Comparing Packet Traces Across Multiple Devices

  1. Under Monitoring > Security > Network Security, click Packet Traces

  2. Click the Create button in the Packet Traces list

  3. Edit the Packet Parameters as follows: - Name: packet_136_2 - Source IP Address: 5.188.11.36 - Source Port: 36544 - TTL: 255 - Destination Ip Address: 10.1.10.136 - Destination Port: 443 - Use Staged Policy: No - Trigger Log: No

  4. Click Run Trace in the bottom right corner of page.

  5. Examine the results of the Virtual Server Rules for BOS-vBIGIP01. This packet should be dropped.

  6. In upper right hand cornet of packet test, click Compare

  7. From the Packet Trace list select packet_136_1, the click the Compare button.

    Note

    Notice the note in the Packet Parameters section calling out the fact that the packet parameters are different for selected traces. This feature can be used in a couple ways. It can be used to test the same policy against two different packets, to see how a given policy handles each condition. Alternatively, and maybe more commonly, it can be used to test the same packet against two versions of the same policy. In this case, we are testing two different packets against the same policy version.

  8. In the Filter box on the right hand side of Trace Results section, enter vBIGIP01 to filter our trace results to our active firewalls.

  9. With results filtered, you can quickly see how two different packets would be evaluated against the same firewall policy on multiple firewalls throughout the fleet.

    ../../_images/compare_packet_test.png

Use Packet Trace as Filter to Packet Flows Utility

  1. From the Ubuntu 18.04 Lamp Server open an SSH session.

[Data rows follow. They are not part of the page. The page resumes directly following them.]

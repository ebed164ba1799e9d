use chrono::{NaiveDate, Utc};
use sqlx::{SqliteConnection, SqlitePool};
use std::collections::HashMap;
use std::sync::{Arc, Mutex, PoisonError};
use thiserror::Error;
use tokio::sync::{Mutex as AsyncMutex, OwnedMutexGuard};

use super::{decode_timestamp, encode_timestamp};
use crate::dates::{format_stock_date, parse_stock_date};
use crate::models::{DailyStock, QuantityOverflow, StockEntry, StockLedger, VegetableId};

/// Failure of a daily stock write.
#[derive(Debug, Error)]
pub enum StockError {
    #[error(transparent)]
    Overflow(#[from] QuantityOverflow),
    #[error(transparent)]
    Store(#[from] sqlx::Error),
}

/// Result of a merge-or-create write.
#[derive(Debug, Clone, Copy, PartialEq, Eq)]
pub enum UpsertOutcome {
    Created,
    Merged,
}

/// Result of a full replace.
#[derive(Debug, Clone, Copy, PartialEq, Eq)]
pub enum ReplaceOutcome {
    Created,
    Replaced,
}

/// Result of removing one vegetable from a day's stock.
#[derive(Debug, Clone, Copy, PartialEq, Eq)]
pub enum RemoveOutcome {
    Removed,
    RecordNotFound,
    EntryNotFound,
}

type LockMap = HashMap<NaiveDate, Arc<AsyncMutex<()>>>;

/// One async mutex per date, so writes to the same day run one at a time.
///
/// An entry lives only while some write holds or waits for it.
#[derive(Debug, Clone, Default)]
struct DateLocks {
    inner: Arc<Mutex<LockMap>>,
}

impl DateLocks {
    async fn acquire(&self, date: NaiveDate) -> DateGuard {
        let lock = {
            let mut map = self.inner.lock().unwrap_or_else(PoisonError::into_inner);
            map.entry(date).or_default().clone()
        };
        // Built before waiting so a cancelled waiter still prunes its entry
        let mut held = DateGuard {
            locks: self.inner.clone(),
            date,
            lock,
            guard: None,
        };
        held.guard = Some(held.lock.clone().lock_owned().await);
        held
    }

    #[cfg(test)]
    fn len(&self) -> usize {
        self.inner
            .lock()
            .unwrap_or_else(PoisonError::into_inner)
            .len()
    }
}

/// Held for the duration of a write; prunes its map entry when released.
struct DateGuard {
    locks: Arc<Mutex<LockMap>>,
    date: NaiveDate,
    lock: Arc<AsyncMutex<()>>,
    guard: Option<OwnedMutexGuard<()>>,
}

impl Drop for DateGuard {
    fn drop(&mut self) {
        drop(self.guard.take());

        // Every holder takes its first clone under the map lock, so a count
        // of two (the map's and ours) means nobody else holds or waits.
        let mut map = self.locks.lock().unwrap_or_else(PoisonError::into_inner);
        let ours = map
            .get(&self.date)
            .is_some_and(|current| Arc::ptr_eq(current, &self.lock));
        if ours && Arc::strong_count(&self.lock) == 2 {
            map.remove(&self.date);
        }
    }
}

/// Daily stock documents, keyed by date.
#[derive(Debug, Clone)]
pub struct StockRepository {
    pool: SqlitePool,
    locks: DateLocks,
}

#[derive(sqlx::FromRow)]
struct StockRow {
    date: String,
    vegetables: String,
    created_at: String,
    updated_at: String,
}

impl StockRow {
    fn into_daily_stock(self) -> Result<DailyStock, sqlx::Error> {
        let date = parse_stock_date(&self.date).ok_or_else(|| {
            sqlx::Error::Decode(format!("invalid stock date '{}'", self.date).into())
        })?;
        let vegetables: StockLedger = serde_json::from_str(&self.vegetables)
            .map_err(|e| sqlx::Error::Decode(Box::new(e)))?;

        Ok(DailyStock {
            date,
            vegetables,
            created_at: decode_timestamp(&self.created_at)?,
            updated_at: decode_timestamp(&self.updated_at)?,
        })
    }
}

const SELECT_COLUMNS: &str = "SELECT date, vegetables, created_at, updated_at FROM daily_stock";

impl StockRepository {
    pub fn new(pool: SqlitePool) -> Self {
        Self {
            pool,
            locks: DateLocks::default(),
        }
    }

    /// Merge-or-create for one date.
    ///
    /// Without a record for `date`, one is created holding `entries`, with
    /// repeated ids already collapsed into a single entry each. Otherwise
    /// each entry is merged into the stored ledger: quantities of known ids
    /// accumulate and unseen ids are appended.
    ///
    /// A sum that would leave the finite range fails with
    /// [`StockError::Overflow`] and nothing is written.
    pub async fn merge(
        &self,
        date: NaiveDate,
        entries: Vec<StockEntry>,
    ) -> Result<(DailyStock, UpsertOutcome), StockError> {
        let _guard = self.locks.acquire(date).await;
        let mut tx = self.pool.begin().await?;

        let now = Utc::now();
        let (stock, outcome) = match fetch(&mut tx, date).await? {
            Some(mut stock) => {
                stock.vegetables.merge_all(entries)?;
                stock.updated_at = now;
                (stock, UpsertOutcome::Merged)
            }
            None => (
                DailyStock::new(date, StockLedger::from_entries(entries)?),
                UpsertOutcome::Created,
            ),
        };

        write(&mut tx, &stock).await?;
        tx.commit().await?;

        tracing::info!(
            "{} daily stock for {} ({} vegetable(s))",
            match outcome {
                UpsertOutcome::Created => "Created",
                UpsertOutcome::Merged => "Merged into",
            },
            date,
            stock.vegetables.len()
        );
        Ok((stock, outcome))
    }

    /// Replaces the whole record for `date`, creating it if needed.
    ///
    /// Repeated ids in `entries` are collapsed additively, as in [`merge`].
    ///
    /// [`merge`]: StockRepository::merge
    pub async fn replace(
        &self,
        date: NaiveDate,
        entries: Vec<StockEntry>,
    ) -> Result<(DailyStock, ReplaceOutcome), StockError> {
        let vegetables = StockLedger::from_entries(entries)?;
        let _guard = self.locks.acquire(date).await;
        let mut tx = self.pool.begin().await?;

        let mut stock = DailyStock::new(date, vegetables);
        let outcome = match fetch(&mut tx, date).await? {
            Some(existing) => {
                stock.created_at = existing.created_at;
                ReplaceOutcome::Replaced
            }
            None => ReplaceOutcome::Created,
        };

        write(&mut tx, &stock).await?;
        tx.commit().await?;

        tracing::info!("Replaced daily stock for {} ({:?})", date, outcome);
        Ok((stock, outcome))
    }

    pub async fn get(&self, date: NaiveDate) -> Result<Option<DailyStock>, sqlx::Error> {
        let mut conn = self.pool.acquire().await?;
        fetch(&mut conn, date).await
    }

    /// Every record, oldest date first.
    pub async fn list(&self) -> Result<Vec<DailyStock>, sqlx::Error> {
        let rows: Vec<StockRow> = sqlx::query_as(&format!("{} ORDER BY date", SELECT_COLUMNS))
            .fetch_all(&self.pool)
            .await?;

        rows.into_iter().map(StockRow::into_daily_stock).collect()
    }

    /// Returns whether a record was removed.
    pub async fn delete(&self, date: NaiveDate) -> Result<bool, sqlx::Error> {
        let _guard = self.locks.acquire(date).await;
        let result = sqlx::query("DELETE FROM daily_stock WHERE date = ?")
            .bind(format_stock_date(date))
            .execute(&self.pool)
            .await?;
        let deleted = result.rows_affected() > 0;
        if deleted {
            tracing::info!("Deleted daily stock for {}", date);
        }
        Ok(deleted)
    }

    /// Removes a single vegetable from a day's stock.
    ///
    /// Nothing is written unless the entry was actually present.
    pub async fn remove_entry(
        &self,
        date: NaiveDate,
        id: &VegetableId,
    ) -> Result<RemoveOutcome, StockError> {
        let _guard = self.locks.acquire(date).await;
        let mut tx = self.pool.begin().await?;

        let Some(mut stock) = fetch(&mut tx, date).await? else {
            return Ok(RemoveOutcome::RecordNotFound);
        };
        if stock.vegetables.remove(id).is_none() {
            return Ok(RemoveOutcome::EntryNotFound);
        }
        stock.updated_at = Utc::now();

        write(&mut tx, &stock).await?;
        tx.commit().await?;

        tracing::info!("Removed vegetable {} from daily stock for {}", id, date);
        Ok(RemoveOutcome::Removed)
    }
}

async fn fetch(
    conn: &mut SqliteConnection,
    date: NaiveDate,
) -> Result<Option<DailyStock>, sqlx::Error> {
    let row: Option<StockRow> = sqlx::query_as(&format!("{} WHERE date = ?", SELECT_COLUMNS))
        .bind(format_stock_date(date))
        .fetch_optional(&mut *conn)
        .await?;

    row.map(StockRow::into_daily_stock).transpose()
}

async fn write(conn: &mut SqliteConnection, stock: &DailyStock) -> Result<(), StockError> {
    // JSON has no infinity, so a non-finite quantity would not read back
    if let Some(entry) = stock.vegetables.iter().find(|e| !e.quantity.is_finite()) {
        return Err(QuantityOverflow(entry.id).into());
    }

    let vegetables =
        serde_json::to_string(&stock.vegetables).map_err(|e| sqlx::Error::Encode(Box::new(e)))?;

    sqlx::query(
        r#"
        INSERT INTO daily_stock (date, vegetables, created_at, updated_at)
        VALUES (?, ?, ?, ?)
        ON CONFLICT(date) DO UPDATE SET
            vegetables = excluded.vegetables,
            created_at = excluded.created_at,
            updated_at = excluded.updated_at
        "#,
    )
    .bind(format_stock_date(stock.date))
    .bind(&vegetables)
    .bind(encode_timestamp(&stock.created_at))
    .bind(encode_timestamp(&stock.updated_at))
    .execute(&mut *conn)
    .await?;

    Ok(())
}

  2. From the SSH session, run the following command:

    for i in {1..100}; do sudo nmap -sS 10.1.10.136 -D 100.100.100.1 -g 36544; done

  3. On BIG-IQ UI, under Monitoring > Security > Network Security, click Packet Traces

  4. Click on packet_136_1 from the packet traces list

  5. In the upper right-hand corner click the Get Flows button

  6. Enter flow_136_1 in the name box, and verify all three AFM devices are in the selected box in the Select Device section

  7. Click Get Flows

  8. BIG-IQ will now pull on flow data from all firewalls selected that match the packet trace we configured in previous steps.

    ../../_images/flow_from_trace.png

  9. In Filter box, enter BOS to filter the flow data from only the BOS firewalls.

  10. Under Monitoring > Security > Network Security, click Packet Flows

  11. You should see the flow you just created from the packet trace has now been saved to BIG-IQ as a packet flow.